„Mein Leben hat Sinn – ich werde gebraucht“

Andreas Müller (39) ist seit einem Arbeitsunfall querschnittsgelähmt.
Koblach Der 25. September 2017 war für Andreas Müller (heute 39) ein schicksalhafter Tag. An diesem Tag brach sich der zweifache Vater das Genick, was eine inkomplette Querschnittlähmung zur Folge hatte. „Ich bin von der Brust abwärts gelähmt.“ Mit ungerührter Miene erzählt der gelernte Installateur aus Koblach, wie es dazu kam: „Ich musste auf ein Hausdach steigen, um einen Deckel auf einem Rohr anzubringen. Ich stellte eine Leiter auf und kraxelte hoch. Plötzlich rutschte die Leiter weg. Ich versuchte noch, mich an der Dachrinne festzuhalten. Vergeblich.“

Die Steighilfe fiel um und riss ihn in die Tiefe. Andreas prallte auf dem Pflastersteinboden hart auf. Rasender Schmerz fuhr ihm in die Glieder. „Vor allem die Schulter tat mir furchtbar weh.“ Zum Hausbesitzer sagte er noch im Schock: „Jetzt musst du die Rettung rufen. Ich kann mich nicht mehr bewegen.“ Der herbeigerufene Notarzt veranlasste, dass man den schwerverletzten Mann mit dem Hubschrauber ins Krankenhaus flog. Dort wurde Andreas sofort operiert. Nach dem Eingriff erhielt er die schreckliche Diagnose.

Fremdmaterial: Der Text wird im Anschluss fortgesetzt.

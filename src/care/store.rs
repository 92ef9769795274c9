//! CareStore: the single owner of the companion's care data.

use chrono::NaiveTime;

use super::{DailyRoutine, FamilyDirectory, MedicationSchedule, MemoryQuiz};
use crate::config::CompanionConfig;
use crate::photo::PhotoSelector;
use crate::utils::random::RandomSource;

/// Routine, medications, family and quiz state for one person.
#[derive(Debug, Clone)]
pub struct CareStore {
    pub routine: DailyRoutine,
    pub medications: MedicationSchedule,
    pub family: FamilyDirectory,
    pub quiz: MemoryQuiz,
}

impl CareStore {
    pub fn new(
        routine: DailyRoutine,
        medications: MedicationSchedule,
        family: FamilyDirectory,
        quiz: MemoryQuiz,
    ) -> Self {
        Self {
            routine,
            medications,
            family,
            quiz,
        }
    }

    /// Demo data set; family photos are picked through `selector`.
    pub fn sample<R: RandomSource>(config: &CompanionConfig, selector: &mut PhotoSelector<R>) -> Self {
        let store = Self::new(
            DailyRoutine::sample(),
            MedicationSchedule::sample(&config.medication),
            FamilyDirectory::sample(selector),
            MemoryQuiz::sample(),
        );
        tracing::info!(
            routine = store.routine.items().len(),
            medications = store.medications.medications().len(),
            family = store.family.members().len(),
            "care store seeded"
        );
        store
    }

    /// Clear today's checkmarks and taken doses.
    pub fn start_new_day(&mut self) {
        self.routine.reset_day();
        self.medications.reset_day();
        self.quiz.reset();
        tracing::info!("care store reset for a new day");
    }

    /// Reminders for doses that are due around `now` and not yet taken.
    pub fn due_reminders(&self, now: NaiveTime) -> Vec<String> {
        self.medications
            .due_soon(now)
            .iter()
            .filter_map(|dose| self.medications.reminder(&dose.medication_id, dose.time).ok())
            .collect()
    }
}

Anfangs quälten ihn düstere Gedanken. „Wäre ich doch gleich gestorben“, dachte er sich nicht nur einmal. Andreas wollte keine Last für sein Umfeld sein. „Meine Frau Sarah tat alles für mich, sie war nun auch meine Pflegerin. Aber darüber war ich unglücklich. Erst als wir in unsere behindertengerechte Wohnung zogen, änderte sich schlagartig alles zum Besseren. Jetzt war ich nicht mehr so abhängig von der Hilfe anderer Menschen.“ Auch der monatelange Reha-Aufenthalt trug dazu bei, dass Andreas sich als Rollstuhlfahrer besser zurechtfand und selbstständiger wurde. Die düsteren Gedanken verflogen glücklicherweise. Denn er merkte: „Mein Leben hat viel Sinn. Meine Familie und meine Firma brauchen mich. Es gibt für mich noch viel zu tun.“

Andreas möchte seine Kinder Emil (8) und Luis (6) großziehen und mit seiner Familie noch viele schöne Zeiten erleben. Auch sein Job trägt dazu bei, dass es ihm gut geht. Nach dem Unfall wechselte der Installateur ins Büro. Heute leitet er mit viel Engagement bei Brändle-Installationen den Kundendienst. „Ich arbeite allerdings nur mehr halbtags.“ Vor dem Unfall war sein Leben stressiger. Aber da hatte Andreas auch noch seine Landwirtschaft. „Wir hatten 16 Ziegen, zwei Schweine und einige Hühner.“ Sein Herz blutete, als er aufgrund seiner Behinderung die Landwirtschaft aufgeben musste. Doch er suchte sich ein neues Hobby. „Meine Frau und ich gehen miteinander fischen.“ Auch in seiner Werkstatt im Keller hält er sich öfters auf, häufig mit seinen Söhnen. Dann werden zusammen Vogelhäuser gebastelt oder Fahrräder geflickt. „Für andere da sein, ist schön“, findet der Vater, „wenn dich niemand braucht, bist du allein“.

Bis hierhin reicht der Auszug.